◆ What is being asked
Retrieve each line that contains the word "impl" from the entries below.

=== Task material ===

//! Shared union types referenced from module schemas.
//!
//! Ansible accepts looser textual forms than strict JSON for numbers and
//! booleans (`"yes"`, `"on"`, `1`, ...). Those unions are declared once in
//! the document's `definitions` block and referenced with `$ref`. Definition
//! names follow the `ansible_<lowercased kind>` convention so references
//! always resolve.

use serde_json::{Map, Value, json};

/// Prefix shared by every definition name.
pub const DEFINITION_PREFIX: &str = "ansible_";

/// Shared union schemas known to the engine.
///
/// # Examples
///
/// ```
/// use ansible_schema_core::SharedUnion;
///
/// assert_eq!(SharedUnion::Truth.definition_name(), "ansible_truth");
/// assert_eq!(SharedUnion::Number.reference(), "#/definitions/ansible_number");
/// ```
#[derive(Debug, Clone, Copy, PartialEq, Eq, Hash)]
pub enum SharedUnion {
    /// Integers, or strings holding them.
    Number,
    /// Booleans in every spelling Ansible accepts.
    Truth,
}

impl SharedUnion {
    /// Every declared union, in definition order.
    pub const ALL: [SharedUnion; 2] = [SharedUnion::Number, SharedUnion::Truth];

    pub fn kind(self) -> &'static str {
        match self {
            Self::Number => "Number",
            Self::Truth => "Truth",
        }
    }

    pub fn definition_name(self) -> String {
        format!("{DEFINITION_PREFIX}{}", self.kind().to_ascii_lowercase())
    }

    /// JSON pointer used in `$ref`.
    pub fn reference(self) -> String {
        format!("#/definitions/{}", self.definition_name())
    }

    pub fn schema(self) -> Value {
        match self {
            Self::Number => json!({
                "oneOf": [
                    { "type": "integer" },
                    { "type": "string" }
                ]
            }),
            Self::Truth => json!({
                "oneOf": [
                    { "type": "boolean" },
                    { "type": "integer", "enum": [0, 1] },
                    {
                        "type": "string",
                        "enum": [
                            "yes", "no", "Yes", "No", "YES", "NO",
                            "on", "off", "On", "Off", "ON", "OFF",
                            "1", "0",
                            "true", "false", "True", "False", "TRUE", "FALSE"
                        ]
                    }
                ]
            }),
        }
    }
}

/// Registry mapping definition names to their union schemas.
///
/// Built once and handed to the composer; nothing is discovered at runtime.
#[derive(Debug, Clone, PartialEq)]
pub struct DefinitionRegistry {
    entries: Vec<(String, Value)>,
}

impl DefinitionRegistry {
    /// Registry holding every [`SharedUnion`].
    pub fn builtin() -> Self {
        Self {
            entries: SharedUnion::ALL
                .iter()
                .map(|union| (union.definition_name(), union.schema()))
                .collect(),
        }
    }

    pub fn get(&self, name: &str) -> Option<&Value> {
        self.entries
            .iter()
            .find(|(entry, _)| entry == name)
            .map(|(_, schema)| schema)
    }

    pub fn len(&self) -> usize {
        self.entries.len()
    }

    pub fn is_empty(&self) -> bool {
        self.entries.is_empty()
    }

    /// Renders the `definitions` block.
    pub fn to_map(&self) -> Map<String, Value> {
        self.entries
            .iter()
            .map(|(name, schema)| (name.clone(), schema.clone()))
            .collect()
    }
}

impl Default for DefinitionRegistry {
    fn default() -> Self {
        Self::builtin()
    }
}
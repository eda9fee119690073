//! Structured diagnostics for a synthesis run.

use std::collections::BTreeMap;
use std::fmt;

use serde::{Deserialize, Serialize};
use tracing::{error, info, warn};

/// What happened to a record or option.
#[derive(Debug, Clone, Copy, PartialEq, Eq, PartialOrd, Ord, Hash, Serialize, Deserialize)]
#[serde(rename_all = "snake_case")]
pub enum DiagnosticCode {
    /// Record has no module name.
    MissingTitle,
    /// Flattened property/alias names collide.
    DuplicateName,
    /// Strict mode and the module has no required property.
    NoRequirements,
    /// A module title was already emitted.
    DuplicateTitle,
    /// A choice containing whitespace was demoted to description text.
    UnsafeChoiceValue,
    /// Record describes a plugin or an unsupported free-form module.
    IgnoredRecord,
}

impl fmt::Display for DiagnosticCode {
    fn fmt(&self, f: &mut fmt::Formatter<'_>) -> fmt::Result {
        match self {
            Self::MissingTitle => write!(f, "missing_title"),
            Self::DuplicateName => write!(f, "duplicate_name"),
            Self::NoRequirements => write!(f, "no_requirements"),
            Self::DuplicateTitle => write!(f, "duplicate_title"),
            Self::UnsafeChoiceValue => write!(f, "unsafe_choice_value"),
            Self::IgnoredRecord => write!(f, "ignored_record"),
        }
    }
}

#[derive(Debug, Clone, Copy, PartialEq, Eq, PartialOrd, Ord, Serialize, Deserialize)]
#[serde(rename_all = "snake_case")]
pub enum Severity {
    Info,
    Warning,
    Error,
}

impl DiagnosticCode {
    pub fn severity(self) -> Severity {
        match self {
            Self::IgnoredRecord => Severity::Info,
            Self::MissingTitle | Self::UnsafeChoiceValue => Severity::Warning,
            Self::DuplicateName | Self::NoRequirements | Self::DuplicateTitle => Severity::Error,
        }
    }
}

/// One diagnostic tied to a source record.
#[derive(Debug, Clone, PartialEq, Eq, Serialize, Deserialize)]
pub struct Diagnostic {
    pub source: String,
    #[serde(default, skip_serializing_if = "Option::is_none")]
    pub module: Option<String>,
    pub code: DiagnosticCode,
    pub severity: Severity,
    pub detail: String,
}

impl Diagnostic {
    pub fn new(source: &str, module: Option<&str>, code: DiagnosticCode, detail: String) -> Self {
        Self {
            source: source.to_string(),
            module: module.map(String::from),
            code,
            severity: code.severity(),
            detail,
        }
    }
}

/// Outcome summary of a synthesis run.
#[derive(Debug, Clone, Default, PartialEq, Serialize, Deserialize)]
pub struct SynthesisReport {
    /// Titles emitted under the ordinary selector, in input order.
    pub ordinary_modules: Vec<String>,
    /// Titles emitted as deferred command shapes, in input order.
    pub deferred_modules: Vec<String>,
    pub diagnostics: Vec<Diagnostic>,
}

impl SynthesisReport {
    /// Records a diagnostic and logs it at the matching level.
    pub fn record(&mut self, diagnostic: Diagnostic) {
        let module = diagnostic.module.as_deref().unwrap_or("-");
        match diagnostic.severity {
            Severity::Info => info!(
                source = %diagnostic.source,
                module,
                code = %diagnostic.code,
                "{}",
                diagnostic.detail
            ),
            Severity::Warning => warn!(
                source = %diagnostic.source,
                module,
                code = %diagnostic.code,
                "{}",
                diagnostic.detail
            ),
            Severity::Error => error!(
                source = %diagnostic.source,
                module,
                code = %diagnostic.code,
                "{}",
                diagnostic.detail
            ),
        }
        self.diagnostics.push(diagnostic);
    }

    pub fn emitted(&self) -> usize {
        self.ordinary_modules.len() + self.deferred_modules.len()
    }

    pub fn has_errors(&self) -> bool {
        self.diagnostics
            .iter()
            .any(|diagnostic| diagnostic.severity == Severity::Error)
    }

    /// Diagnostics carrying `code`.
    pub fn with_code(&self, code: DiagnosticCode) -> impl Iterator<Item = &Diagnostic> {
        self.diagnostics
            .iter()
            .filter(move |diagnostic| diagnostic.code == code)
    }

    /// Count per diagnostic code, ordered by code.
    pub fn code_summary(&self) -> Vec<(DiagnosticCode, usize)> {
        let mut counts: BTreeMap<DiagnosticCode, usize> = BTreeMap::new();
        for diagnostic in &self.diagnostics {
            *counts.entry(diagnostic.code).or_default() += 1;
        }
        counts.into_iter().collect()
    }
}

===

◆ Answer section
impl SharedUnion {
impl DefinitionRegistry {
impl Default for DefinitionRegistry {
impl fmt::Display for DiagnosticCode {
impl DiagnosticCode {
impl Diagnostic {
impl SynthesisReport {
    pub fn with_code(&self, code: DiagnosticCode) -> impl Iterator<Item = &Diagnostic> {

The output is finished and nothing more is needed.